Ressalta um trecho do documento: “Tem sido cada vez mais comum os relatos de diminuição das áreas de coleta da mangaba e a necessidade de percorrer maiores distâncias para encontrá-las, dificultando a manutenção dessa prática cultural sustentável e geradora de renda. Para os apicultores e meliponicultores potiguara a situação também é agonizante, visto que o desmatamento acaba com recursos forrageiros para as abelhas, às quais ficam sem alimento e moradia”.

“Além disso”, continua a carta-denúncia, “o uso de agrotóxicos e das queimadas para a colheita da cana-de-açúcar está inviabilizando a criação de abelhas e deixando-as em processo de extinção no território. Na Associação Paraibamel da Aldeia São Miguel, e para os apicultores das aldeias circunvizinhas, tem se tornado comum a necessidade de retirar os apiários do lugar devido à proximidade e o avanço dos monocultivos de cana-de-açúcar”.

Uma das lideranças indígenas de Baía da Traição, o vereador Ronaldo do Mel complementa: “Temos andado em algumas áreas e é de doer o coração. Mata virgem sendo dizimada, sendo arrancada e com colocação de fogo. Uma coisa bastante criminosa. Estão matando nossas riquezas, nossas matas nativas, nossas reservas, de onde o indígena retira o seu sustento há muitas gerações. Somos extrativistas, catadores de mangaba e castanha de caju. E agora tudo está ameaçado e fadado ao extermínio”.

Ronaldo também explica que, em números, “a gente ainda não tem como calcular os prejuízos. Mas tudo está sendo destruído… É vida, né?… Que está sendo destruída: aves, abelhas, insetos e demais animais nativos da região. Com isso, quem vai sofrer também é o ser humano, no caso os indígenas, principalmente. Nosso povo vai ficar sem condições de sobreviver. Muitos não têm estudo, profissão ou emprego. E só sabem sobreviver da extração… É grave. É muito grave”.

O veneno que estão usando na região de Baía da Traição, conforme Ronaldo do Mel, “mata tudo e afeta as nossas crianças, os nossos idosos. Está contaminando os nossos rios. O prejuízo é incalculável. Estamos sofrendo pressão e ameaças, mas não vamos desistir”.

Abelhas em perigo

O desmatamento, o avanço das lavouras de cana-de-açúcar e o uso indiscriminado de agrotóxicos têm causado a mortandade de milhares de abelhas e dizimado dezenas de colmeias dos apiários, colocando em risco a produção de mel e a sobrevivência econômica de pequenos apicultores indígenas. “A cana está ocupando todos os espaços. Perdemos abelhas e apicultores para a cana-de-açúcar”, denuncia Ronaldo do Mel.

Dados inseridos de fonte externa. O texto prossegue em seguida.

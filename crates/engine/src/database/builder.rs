//! Database builder for fluent configuration
//!
//! ```text
//! // 1. Durable, settings from <path>/gink.toml
//! let db = Database::open("/data/mydb")?;
//!
//! // 2. Builder for explicit settings
//! let db = Database::builder()
//!     .path("/data/mydb")
//!     .identity("alice@laptop")
//!     .open()?;
//!
//! // 3. Ephemeral (no files, testing)
//! let db = Database::in_memory()?;
//! ```

use std::path::PathBuf;
use std::sync::Arc;

use tracing::debug;

use gink_core::Result;
use gink_storage::{BundleStore, LmdbStore, MemoryStore};
use gink_sync::{Relay, RelayOptions};

use super::Database;
use crate::config::{GinkConfig, CONFIG_FILE_NAME};

/// Builder for [`Database`].
///
/// Without a path the database lives in memory. With a path, settings come
/// from `gink.toml` in that directory unless given with [`Self::config`].
#[derive(Default)]
pub struct DatabaseBuilder {
    path: Option<PathBuf>,
    config: Option<GinkConfig>,
    identity: Option<String>,
    relay_options: Option<RelayOptions>,
    symmetric_key: Option<Vec<u8>>,
}

impl std::fmt::Debug for DatabaseBuilder {
    fn fmt(&self, f: &mut std::fmt::Formatter<'_>) -> std::fmt::Result {
        f.debug_struct("DatabaseBuilder")
            .field("path", &self.path)
            .field("config", &self.config)
            .field("identity", &self.identity)
            .field("relay_options", &self.relay_options.is_some())
            .field("symmetric_key", &self.symmetric_key.is_some())
            .finish()
    }
}

impl DatabaseBuilder {
    /// Builder for an in-memory database with default settings.
    pub fn new() -> Self {
        Self::default()
    }

    /// Keep the database in directory `path`.
    pub fn path<P: Into<PathBuf>>(mut self, path: P) -> Self {
        self.path = Some(path.into());
        self
    }

    /// Use `config` instead of reading `gink.toml`.
    pub fn config(mut self, config: GinkConfig) -> Self {
        self.config = Some(config);
        self
    }

    /// Identity recorded by chains this database starts.
    pub fn identity(mut self, identity: impl Into<String>) -> Self {
        self.identity = Some(identity.into());
        self
    }

    /// Peer admission policy.
    pub fn relay_options(mut self, options: RelayOptions) -> Self {
        self.relay_options = Some(options);
        self
    }

    /// Encrypt committed bundles with `key`.
    pub fn symmetric_key(mut self, key: impl Into<Vec<u8>>) -> Self {
        self.symmetric_key = Some(key.into());
        self
    }

    /// Open the database.
    ///
    /// # Errors
    ///
    /// Fails when the directory or config file can't be created or read, or
    /// when the store or a configured listener can't be opened.
    pub fn open(self) -> Result<Database> {
        let (store, mut config): (Arc<dyn BundleStore>, GinkConfig) = match &self.path {
            Some(path) => {
                std::fs::create_dir_all(path)?;
                let config = match self.config {
                    Some(config) => {
                        config.validate()?;
                        config
                    }
                    None => {
                        let file = path.join(CONFIG_FILE_NAME);
                        GinkConfig::write_default_if_missing(&file)?;
                        GinkConfig::from_file(&file)?
                    }
                };
                debug!(path = %path.display(), "opening durable store");
                (Arc::new(LmdbStore::open(path, config.store_config())?), config)
            }
            None => {
                let config = self.config.unwrap_or_default();
                config.validate()?;
                (Arc::new(MemoryStore::in_memory_with(config.store_config())?), config)
            }
        };
        if let Some(identity) = self.identity {
            config.identity = identity;
        }
        let relay = Relay::with_options(store.clone(), self.relay_options.unwrap_or_default())?;
        Database::assemble(store, relay, config, self.path, self.symmetric_key)
    }
}
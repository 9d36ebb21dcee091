//! Log output setup

use tracing_subscriber::EnvFilter;

/// Environment variable holding the log filter.
pub const LOG_LEVEL_ENV: &str = "GINK_LOG_LEVEL";

/// Install a fmt subscriber filtered by `GINK_LOG_LEVEL` (default `info`).
///
/// Returns false when a global subscriber was already installed.
pub fn init_logging() -> bool {
    init_logging_with("info")
}

/// Like [`init_logging`], with `fallback` used when the variable is unset.
pub fn init_logging_with(fallback: &str) -> bool {
    let filter = EnvFilter::try_from_env(LOG_LEVEL_ENV)
        .unwrap_or_else(|_| EnvFilter::new(fallback));
    tracing_subscriber::fmt()
        .with_env_filter(filter)
        .with_target(true)
        .try_init()
        .is_ok()
}
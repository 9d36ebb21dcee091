//! Directory: user keys mapped to values or containers

use gink_core::proto::ChangeBuilder;
use gink_core::{Behavior, Bundler, EntryKey, Error, Muid, Result, UserKey};

use super::{container_facade, decode_contents, entry_in, Container, Contents};
use crate::attribution::Attribution;
use crate::clock::GenericTimestamp;

container_facade!(
    /// Map from [`UserKey`] to [`Contents`]; the newest write to a key wins.
    Directory,
    Behavior::Directory
);

impl Directory {
    /// Set `key` to `contents`.
    pub fn set(
        &self,
        key: impl Into<UserKey>,
        contents: impl Into<Contents>,
        bundler: Option<&mut Bundler>,
    ) -> Result<Muid> {
        let key = key.into();
        key.validate()?;
        let mut entry = entry_in(self.muid, Behavior::Directory);
        entry.key = Some(key.to_builder());
        contents.into().fill(&mut entry);
        self.db.write_change(bundler, ChangeBuilder::entry(entry))
    }

    /// Set every pair of `items` in one bundle.
    pub fn update<K, V>(
        &self,
        items: impl IntoIterator<Item = (K, V)>,
        bundler: Option<&mut Bundler>,
    ) -> Result<()>
    where
        K: Into<UserKey>,
        V: Into<Contents>,
    {
        self.db.in_bundle(bundler, "update", |bundler| {
            for (key, contents) in items {
                self.set(key, contents, Some(&mut *bundler))?;
            }
            Ok(())
        })
    }

    /// Contents of `key` as of a time.
    pub fn get(
        &self,
        key: impl Into<UserKey>,
        as_of: impl Into<GenericTimestamp>,
    ) -> Result<Option<Contents>> {
        let as_of = self.db.resolve_timestamp(as_of)?;
        self.db
            .store()
            .get_entry_by_key(self.muid, &EntryKey::Key(key.into()), as_of)?
            .as_ref()
            .map(decode_contents)
            .transpose()
            .map(Option::flatten)
    }

    /// Whether `key` is set.
    pub fn has(&self, key: impl Into<UserKey>, as_of: impl Into<GenericTimestamp>) -> Result<bool> {
        Ok(self.get(key, as_of)?.is_some())
    }

    /// Delete `key`. With `purge` its history is dropped too.
    pub fn delete(
        &self,
        key: impl Into<UserKey>,
        purge: bool,
        bundler: Option<&mut Bundler>,
    ) -> Result<Muid> {
        let mut entry = entry_in(self.muid, Behavior::Directory);
        entry.key = Some(key.into().to_builder());
        entry.deletion = true;
        entry.purge = purge;
        self.db.write_change(bundler, ChangeBuilder::entry(entry))
    }

    /// Delete `key`, returning what it held.
    pub fn pop(
        &self,
        key: impl Into<UserKey>,
        bundler: Option<&mut Bundler>,
    ) -> Result<Option<Contents>> {
        let key = key.into();
        let current = self.get(key.clone(), GenericTimestamp::Now)?;
        if current.is_some() {
            self.delete(key, false, bundler)?;
        }
        Ok(current)
    }

    /// Every set key with its contents, in key order.
    pub fn items(&self, as_of: impl Into<GenericTimestamp>) -> Result<Vec<(UserKey, Contents)>> {
        let as_of = self.db.resolve_timestamp(as_of)?;
        let mut items = Vec::new();
        for found in self
            .db
            .store()
            .get_keyed_entries(self.muid, Behavior::Directory, as_of)?
        {
            let key = found
                .builder
                .key
                .as_ref()
                .ok_or_else(|| Error::InvalidKey(format!("directory entry {} lacks a key", found.address)))
                .and_then(UserKey::from_builder)?;
            if let Some(contents) = decode_contents(&found)? {
                items.push((key, contents));
            }
        }
        Ok(items)
    }

    /// Set keys, in key order.
    pub fn keys(&self, as_of: impl Into<GenericTimestamp>) -> Result<Vec<UserKey>> {
        Ok(self.items(as_of)?.into_iter().map(|(key, _)| key).collect())
    }

    /// Contents of the set keys, in key order.
    pub fn values(&self, as_of: impl Into<GenericTimestamp>) -> Result<Vec<Contents>> {
        Ok(self.items(as_of)?.into_iter().map(|(_, contents)| contents).collect())
    }

    /// Number of set keys.
    pub fn size(&self, as_of: impl Into<GenericTimestamp>) -> Result<usize> {
        let as_of = self.db.resolve_timestamp(as_of)?;
        Ok(self
            .db
            .store()
            .get_keyed_entries(self.muid, Behavior::Directory, as_of)?
            .len())
    }

    /// Who last wrote `key`, if it is set.
    pub fn blame(
        &self,
        key: impl Into<UserKey>,
        as_of: impl Into<GenericTimestamp>,
    ) -> Result<Option<Attribution>> {
        let as_of = self.db.resolve_timestamp(as_of)?;
        let found = self
            .db
            .store()
            .get_entry_by_key(self.muid, &EntryKey::Key(key.into()), as_of)?;
        match found {
            Some(found) if !found.builder.deletion => self
                .db
                .get_attribution(found.address.timestamp, found.address.medallion)
                .map(Some),
            _ => Ok(None),
        }
    }

    /// Restore `key` to its contents at `to_time`.
    pub fn reset_key(
        &self,
        key: impl Into<UserKey>,
        to_time: impl Into<GenericTimestamp>,
        bundler: Option<&mut Bundler>,
    ) -> Result<usize> {
        self.reset(to_time, Some(&EntryKey::Key(key.into())), false, bundler)
    }
}

#[cfg(test)]
mod tests {
    use super::*;
    use crate::{Database, NOW};

    #[test]
    fn test_set_get_delete() {
        let db = Database::in_memory().unwrap();
        let dir = Directory::create(&db, None).unwrap();
        dir.set("foo", "bar", None).unwrap();
        dir.set(7, 3.5, None).unwrap();
        assert_eq!(dir.get("foo", NOW).unwrap(), Some(Contents::from("bar")));
        assert!(dir.has(7, NOW).unwrap());
        assert_eq!(dir.size(NOW).unwrap(), 2);

        dir.delete("foo", false, None).unwrap();
        assert_eq!(dir.get("foo", NOW).unwrap(), None);
        assert_eq!(dir.keys(NOW).unwrap(), vec![UserKey::from(7)]);
    }

    #[test]
    fn test_items_in_key_order() {
        let db = Database::in_memory().unwrap();
        let dir = Directory::arche(&db);
        dir.update([("b", 2), ("a", 1), ("c", 3)], None).unwrap();
        let keys = dir.keys(NOW).unwrap();
        assert_eq!(keys, vec![UserKey::from("a"), UserKey::from("b"), UserKey::from("c")]);
        assert_eq!(
            dir.values(NOW).unwrap(),
            vec![Contents::from(1), Contents::from(2), Contents::from(3)]
        );
        // one bundle for the update plus the chain start
        assert_eq!(db.store().get_some_infos(-10).unwrap().len(), 2);
    }

    #[test]
    fn test_pop_returns_and_deletes() {
        let db = Database::in_memory().unwrap();
        let dir = Directory::arche(&db);
        dir.set("k", "v", None).unwrap();
        assert_eq!(dir.pop("k", None).unwrap(), Some(Contents::from("v")));
        assert_eq!(dir.pop("k", None).unwrap(), None);
        assert!(!dir.has("k", NOW).unwrap());
    }

    #[test]
    fn test_history_and_reset_key() {
        let db = Database::in_memory().unwrap();
        let dir = Directory::arche(&db);
        dir.set("x", 1, None).unwrap();
        let mark = db.now();
        dir.set("x", 2, None).unwrap();
        assert_eq!(dir.get("x", mark).unwrap(), Some(Contents::from(1)));
        assert_eq!(dir.reset_key("x", mark, None).unwrap(), 1);
        assert_eq!(dir.get("x", NOW).unwrap(), Some(Contents::from(1)));
    }

    #[test]
    fn test_blame_names_the_writer() {
        let db = Database::builder().identity("gus@shop").open().unwrap();
        let dir = Directory::arche(&db);
        assert!(dir.blame("k", NOW).unwrap().is_none());
        dir.set("k", "v", None).unwrap();
        let blame = dir.blame("k", NOW).unwrap().unwrap();
        assert_eq!(blame.identity.as_deref(), Some("gus@shop"));
        assert_eq!(Some(blame.medallion), db.chain().map(|c| c.medallion));
    }

    #[test]
    fn test_invalid_key_rejected() {
        let db = Database::in_memory().unwrap();
        let dir = Directory::arche(&db);
        assert!(dir.set(i64::MAX, 1, None).is_err());
    }

    #[test]
    fn test_recursive_key_reset_stays_on_that_key() {
        let db = Database::in_memory().unwrap();
        let dir = Directory::create(&db, None).unwrap();
        dir.set("me", dir.muid(), None).unwrap();
        dir.set("x", 1, None).unwrap();
        let mark = db.now();
        dir.set("x", 2, None).unwrap();

        let key = EntryKey::Key(UserKey::from("me"));
        assert_eq!(dir.reset(mark, Some(&key), true, None).unwrap(), 0);
        assert_eq!(dir.get("x", NOW).unwrap(), Some(Contents::from(2)));
    }
}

Organizadas na Associação Paraibamel, cerca de 80 famílias mantêm 385 colmeias (de abelhas africanizadas e europeias – italiana) distribuídas em nove das treze aldeias indígenas existentes de Baía Traição. Com uma média de produção de 13 quilos por colmeia, a comunidade indígena na região garantia, até recentemente, a produção de algo em torno de 14 a 15 mil litros de mel ao ano.

O Viveiro Florestal Potiguara José Carlos Félix de Morais, na Associação Paraibamel, produz mudas de plantas nativas para reflorestamento nas áreas das aldeias indígenas localizadas no município de Baía da Traição. Desde que foi criado, foram produzidas até o momento cerca de 3,5 mil mudas e mais de 2,5 mil delas já foram distribuídas às famílias que sobrevivem do extrativismo no território indígena.

“A maior parte dessas mudas é de mangabeira, pois a maioria dos agricultores familiares indígenas sobrevivem da comercialização da mangaba, além da apicultura. E a distribuição das plantas, num primeiro momento, foi direcionada aos moradores da Aldeia São Miguel e comunidades circunvizinhas”, aponta Ronaldo do Mel. A Associação Paraibamel foi criada em 2006. No viveiro de plantas nativas da Associação, são produzidas mudas de jenipapo, mangabeira, jurema, mangueira, jatobá, cajueiro e acerola, além de plantas ornamentais, como a palmeira.